I admire your desire to be and success in being practical.

But some quotes need some more comments, e.g.

“After a a 55% market sell off, most of the terrible structural news that existed before the collapse is reflected in prices. (Let it go).” -> Well, I have noticed some markets historically that dropped 75%+ after credit busts / major busts… (maybe not immediately though)

“Market Pros simply cannot afford to sit out a 75% rally; Individuals that miss that sort of move should reconsider their investment strategies immediately” -> This rally has been too quick to be able to consider anything meaningful before it went too far. Do you suggest one chases it further? Is it party like it is 1999? What exactly is your better “investment strategy”?

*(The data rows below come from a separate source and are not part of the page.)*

// SPDX-FileCopyrightText: 2025 RAprogramm <andrey.rozanov.vl@gmail.com>
// SPDX-License-Identifier: MIT

//! Options controlling a single README generation run.
//!
//! The CLI builds a [`RenderOptions`] from its flags; library callers can
//! start from [`RenderOptions::default`], which mirrors the CLI defaults.

use std::path::PathBuf;

use crate::sort::SortKey;

/// Default glob pattern for metadata files.
pub const DEFAULT_PATTERN: &str = "items/*.yaml";
/// Default template file.
pub const DEFAULT_TEMPLATE_PATH: &str = "README.tpl";
/// Environment variable consulted when no explicit token is given.
pub const FALLBACK_TOKEN_ENV: &str = "GH_TOKEN";

/// Inputs of one generation run.
#[derive(Debug, Clone, PartialEq, Eq)]
pub struct RenderOptions {
    /// Glob pattern selecting metadata files.
    pub pattern:        String,
    /// Template file; a missing file falls back to the default template.
    pub template:       PathBuf,
    /// Whether to prepend the generated-by notice.
    pub include_header: bool,
    /// Optional ordering of the flat record list.
    pub sort:           Option<SortKey>,
    /// Optional group-by field; when set, templates receive `groups`.
    pub group_by:       Option<String>
}

impl Default for RenderOptions {
    fn default() -> Self {
        Self {
            pattern:        DEFAULT_PATTERN.to_owned(),
            template:       PathBuf::from(DEFAULT_TEMPLATE_PATH),
            include_header: true,
            sort:           None,
            group_by:       None
        }
    }
}

impl RenderOptions {
    /// Sets the sort key from a `--sort-by` style value (`field` or `!field`).
    pub fn with_sort_by(mut self, raw: &str) -> Self {
        self.sort = SortKey::parse(raw);
        self
    }

    /// Sets the group-by field; blank values disable grouping.
    pub fn with_group_by(mut self, field: &str) -> Self {
        let field = field.trim();
        self.group_by = (!field.is_empty()).then(|| field.to_owned());
        self
    }
}

/// Resolves the GitHub token: the explicit value when present, otherwise
/// `GH_TOKEN`. Blank values count as absent.
pub fn resolve_token(explicit: Option<String>) -> Option<String> {
    resolve_token_with(explicit, |name| std::env::var(name).ok())
}

fn resolve_token_with<F>(explicit: Option<String>, lookup: F) -> Option<String>
where
    F: FnOnce(&str) -> Option<String>
{
    explicit
        .filter(|token| !token.trim().is_empty())
        .or_else(|| lookup(FALLBACK_TOKEN_ENV).filter(|token| !token.trim().is_empty()))
}
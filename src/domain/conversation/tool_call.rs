//! Tool-call requests emitted by the model.

use serde::{Deserialize, Serialize};
use serde_json::Value;

/// A single tool invocation requested by the model within one assistant turn.
///
/// `id` is stable and unique within that turn; `arguments` is the raw JSON
/// string the provider returned, treated as `"{}"` when blank.
#[derive(Debug, Clone, PartialEq, Serialize, Deserialize)]
pub struct ToolCall {
    pub id: String,
    pub name: String,
    pub arguments: String,
}

impl ToolCall {
    pub fn new(id: impl Into<String>, name: impl Into<String>, arguments: impl Into<String>) -> Self {
        Self {
            id: id.into(),
            name: name.into(),
            arguments: arguments.into(),
        }
    }

    /// Parses `arguments` as JSON, treating a whitespace-only string as `{}`.
    pub fn parsed_arguments(&self) -> Result<Value, serde_json::Error> {
        let trimmed = self.arguments.trim();
        if trimmed.is_empty() {
            Ok(Value::Object(Default::default()))
        } else {
            serde_json::from_str(trimmed)
        }
    }
}
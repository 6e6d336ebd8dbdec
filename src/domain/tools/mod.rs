//! Tool Registry & Base Contract (C4) and the five built-in tool
//! implementations (C5): `get_schema_info`, `list_widgets`,
//! `execute_sql_query`, `create_widget`, `edit_widget`.
//!
//! Every tool exposes the same capability set so the orchestrator (C8) can
//! dispatch to any of them uniformly: a [`ToolDefinition`] for the provider's
//! tool catalog, parameter validation, and an `execute` that never lets an
//! error cross its boundary — every failure becomes a [`ToolOutput::Failure`].

mod create_widget;
mod edit_widget;
mod execute_sql_query;
mod get_schema_info;
mod list_widgets;
mod registry;
mod widget_id;

pub use create_widget::CreateWidgetTool;
pub use edit_widget::EditWidgetTool;
pub use execute_sql_query::ExecuteSqlQueryTool;
pub use get_schema_info::GetSchemaInfoTool;
pub use list_widgets::ListWidgetsTool;
pub use registry::ToolRegistry;

use async_trait::async_trait;
use serde_json::Value;

use crate::domain::conversation::{Context, ToolDefinition, ToolOutput};

/// The shared contract every tool implements.
///
/// `name`/`description`/`parameter_schema` feed the provider's tool catalog
/// (via [`Tool::definition`]); `prompt_description`/`usage_guidance`/
/// `example_queries` feed the system-prompt builder (C6).
#[async_trait]
pub trait Tool: Send + Sync {
    /// Stable name, unique across the registry and used at dispatch.
    fn name(&self) -> &str;

    /// Description surfaced to the model in the tool catalog.
    fn description(&self) -> &str;

    /// JSON-schema-shaped parameter contract.
    fn parameter_schema(&self) -> Value;

    /// Short, one-line description for the system prompt's tool list.
    /// Defaults to [`Tool::description`].
    fn prompt_description(&self) -> &str {
        self.description()
    }

    /// Longer guidance on when/how to use this tool, for the system prompt.
    fn usage_guidance(&self) -> &str;

    /// Illustrative `"user query -> this tool"` examples for the prompt's
    /// combined example block.
    fn example_queries(&self) -> &[&str] {
        &[]
    }

    /// Tool-specific supplementary examples (e.g. chart-function snippets)
    /// appended after the combined example block. `None` when a tool has
    /// nothing extra to add.
    fn supplementary_examples(&self) -> Option<&str> {
        None
    }

    /// Bundles `name`/`description`/`parameter_schema` for the registry.
    fn definition(&self) -> ToolDefinition {
        ToolDefinition::new(self.name(), self.description(), self.parameter_schema())
    }

    /// Checks `args` against this tool's parameter contract before dispatch.
    fn validate_parameters(&self, args: &Value) -> Result<(), String>;

    /// Executes the tool. Never panics or propagates an error past this
    /// boundary — every internal failure is translated into
    /// `ToolOutput::Failure`.
    async fn execute(&self, args: Value, context: &Context) -> ToolOutput;
}

pub(crate) fn require_object<'a>(args: &'a Value, tool_name: &str) -> Result<&'a serde_json::Map<String, Value>, String> {
    args.as_object()
        .ok_or_else(|| format!("{tool_name} expects an object of named arguments"))
}

pub(crate) fn required_string(obj: &serde_json::Map<String, Value>, field: &str) -> Result<String, String> {
    obj.get(field)
        .and_then(Value::as_str)
        .filter(|s| !s.trim().is_empty())
        .map(str::to_string)
        .ok_or_else(|| format!("'{field}' is required and must be a non-empty string"))
}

“The markets frequently diverge from the macro economic environment. This can be both long lasting and maddening; Your job is to be aware of how wide the gap between the two is” -> And do what with that knowledge? Hope to exit before anyone else?

please rebutt .. theres a David Gilmour song with the line “theres no way out of here when you come in your in for good” .. seems that is a pysc in play .. and with the ceo pay thing & boards that choose whether to pay dividends or not .. wash rinse repeat / please rebutt …. love the pipes / don’t abuse them

Thanks, Barry. Some very useful wisdom in that list. Wish I had those items in mind over the last year.

I’m pretty disappointed in myself for being so stubborn. But it seems like such a fine line between being open-minded and being too quick to second-guess/too easily swayed. I struggle with that.

On the bright side, I make it a point to not have to re-learn painful lessons.

Barry, I have made a lot of money (by my standards) over the last two years by listening to you. You give the best advice available for people that want to make money in stocks, both for the long term and the short term. Unfortunately, the blog has gradually become a hang out for losers who constantly paint a negative picture of the economy, of the world , and of the future of America (If I read one more jerk spouting off about the end of the American empire and comparing our demise to the end of Rome I am going to puke). Most likely these posters have crappy personal lives, or a failed business, or some other problem and want everyone else to share their misery. Not sure what you can do this about this, but you used to get more balanced comments posted. Nevertheless, I plan to stay long stocks as long as you are long.

Peter,

Thanks for the kind words

PS: I’m a big fan of your video work.

Great list, Barry. Keep on keepin’ on……..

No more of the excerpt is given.